Strasburg Celebrates Active People Who Helped Create Passive Park

Strasburg Community Park is referred to as a "passive park," meaning it is designed for nature-based activities.

The people responsible for making that happen were anything but acquiescent.

Several of those community members were on hand June 9 for a celebration of the park's 25th anniversary.

The milestone was especially rewarding because of the effort it took to get to this point. Cindy Baker vividly recalls the day the journey began: March 24, 1998, the day of a Strasburg Borough council meeting.

"We rallied the troops because we heard some of the council members were considering selling (the land where the park is now located) off for development," Baker said. "So we had over 200 people show up for the meeting."

Only 125 fit into the conference room, and the rest gathered outside the door. Baker said four of the board members were inclined to proceed with the sale of the land, and three were opposed.

"The people spoke of their want to keep the open space," said Baker. "Because of the overwhelming show for open space, two of (the council members) changed their minds that night."

A motion to table the issue was made and passed, which gave the residents five years to come up with a plan about what to do with the 12 acres and how to pay for it. The group opposing the housing development, called Save Our Strasburg, sent a survey to local residents. The result of the questionnaire was that a vast majority of people wanted a passive park.

Save Our Strasburg hired a lawyer, who helped register the Strasburg Community Parks Foundation as a 501(c)(3) charity. In November 2000, the borough and the foundation agreed on a 99-year lease for a grand total of $1.

The foundation is required to provide upkeep for the park grounds. Baker noted that the borough continues to support the foundation.

"It was a victory back then, and every time you come in here you see it was worth it," she said. "It was worth the time and energy spent and the money. This is a glorious place."

Ann Schein, who was part of Save Our Strasburg, said, "It's such an asset to the town."

Bruce Ryder has served as Strasburg mayor for 25 non-consecutive years. He was the mayor in 1998 and holds the job today. The mayor in Strasburg only votes to break ties, but Ryder was sympathetic with the group's cause.

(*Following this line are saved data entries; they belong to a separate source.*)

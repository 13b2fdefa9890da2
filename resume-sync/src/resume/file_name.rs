use serde::Deserialize;

/// Name fields of a Bullhorn candidate.
#[derive(Debug, Clone, Default, PartialEq, Eq, Deserialize)]
#[serde(rename_all = "camelCase")]
pub struct CandidateName {
    #[serde(default)]
    pub first_name: Option<String>,
    #[serde(default)]
    pub last_name: Option<String>,
}

impl CandidateName {
    pub fn full_name(&self) -> Option<String> {
        let joined = [self.first_name.as_deref(), self.last_name.as_deref()]
            .into_iter()
            .flatten()
            .map(sanitize)
            .filter(|part| !part.is_empty())
            .collect::<Vec<_>>()
            .join(" ");
        (!joined.is_empty()).then_some(joined)
    }
}

/// Name the resume is uploaded under.
///
/// `Jane Doe Resume 4821.pdf` when the candidate's name is known, otherwise the source file name,
/// otherwise `resume-<contact id>`. The extension is appended unless the name already carries it.
pub fn build_upload_file_name(
    candidate: Option<&CandidateName>,
    candidate_id: i64,
    source_file_name: Option<&str>,
    contact_id: &str,
    extension: Option<&str>,
) -> String {
    if let Some(full_name) = candidate.and_then(CandidateName::full_name) {
        return with_extension(format!("{full_name} Resume {candidate_id}"), extension);
    }

    if let Some(source) = source_file_name.map(sanitize).filter(|name| !name.is_empty()) {
        return with_extension(source, extension);
    }

    with_extension(format!("resume-{contact_id}"), extension)
}

fn with_extension(stem: String, extension: Option<&str>) -> String {
    match extension {
        Some(ext) if !stem.to_ascii_lowercase().ends_with(&format!(".{}", ext.to_ascii_lowercase())) => {
            format!("{stem}.{ext}")
        }
        _ => stem,
    }
}

/// Drops path separators, characters Windows refuses in file names, and control characters,
/// then collapses runs of whitespace.
fn sanitize(raw: &str) -> String {
    raw.chars()
        .filter(|c| !c.is_control() && !matches!(c, '/' | '\\' | ':' | '*' | '?' | '"' | '<' | '>' | '|'))
        .collect::<String>()
        .split_whitespace()
        .collect::<Vec<_>>()
        .join(" ")
}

"I didn't know what we might do with the land," he said. "I was supportive of the idea of looking into having a park."

Ryder is thrilled with the finished product. "Strasburg Community Park is a very nice park, and it's different than most. It is great to also have ballfields, but this is a little different, and it provides for a different kind of outdoor recreation than active sports," he said.

Strasburg Community Park, located at 151 Precision Ave., boasts walking paths, a natural amphitheater, and a pavilion and highlights native plants in varied landscapes such as woodlands, meadows, and a vernal pond and wetlands, according to foundation board member Caroline Morton.

Harold Wiker of H.L. Wiker construction company and local entrepreneur Kenny Heisler were instrumental in founding the park project.

Landscape designer Larry Weaner and his friend Phil Larsen, a landscape architect, were hired to plot the park. "It was very exciting, and it got more exciting as it progressed," Weaner said. "We had a blank slate and designed multiple habitats with forest patches, meadows, shrub thickets, and ephemeral pines at the far end. It was really about people enjoying a natural space and accommodating wildlife."

He added, "Phil and I were directing volunteers where to plant trees, and Phil turned to me and said, 'This is about as good as it gets.'"

At the recent celebration, Tom Pontz, a Strasburg native, and his group, The Tom Pontz Project, performed a jazz set. Sallie Gregory, an education operations coordinator with the Lancaster Conservation District, gave a presentation about life found in local streams.

"It's a celebration of 25 years, and this is a product of what a community can do together, and that's worth celebrating," said Barb Rathbone-Frank, secretary of he Strasburg Community Parks Foundation. "It feels like we've been affirmed, that what we thought would be a good idea was a good idea."

Weaner had not seen the park for several years before returning during the pandemic. "It blew me away how well it had been maintained," he said. "The design could've been perfect - I'm not claiming it was perfect - but it could've been perfect, but without proper management, it would not look like this. Cindy, Barb, and their colleagues deserve a lot of credit."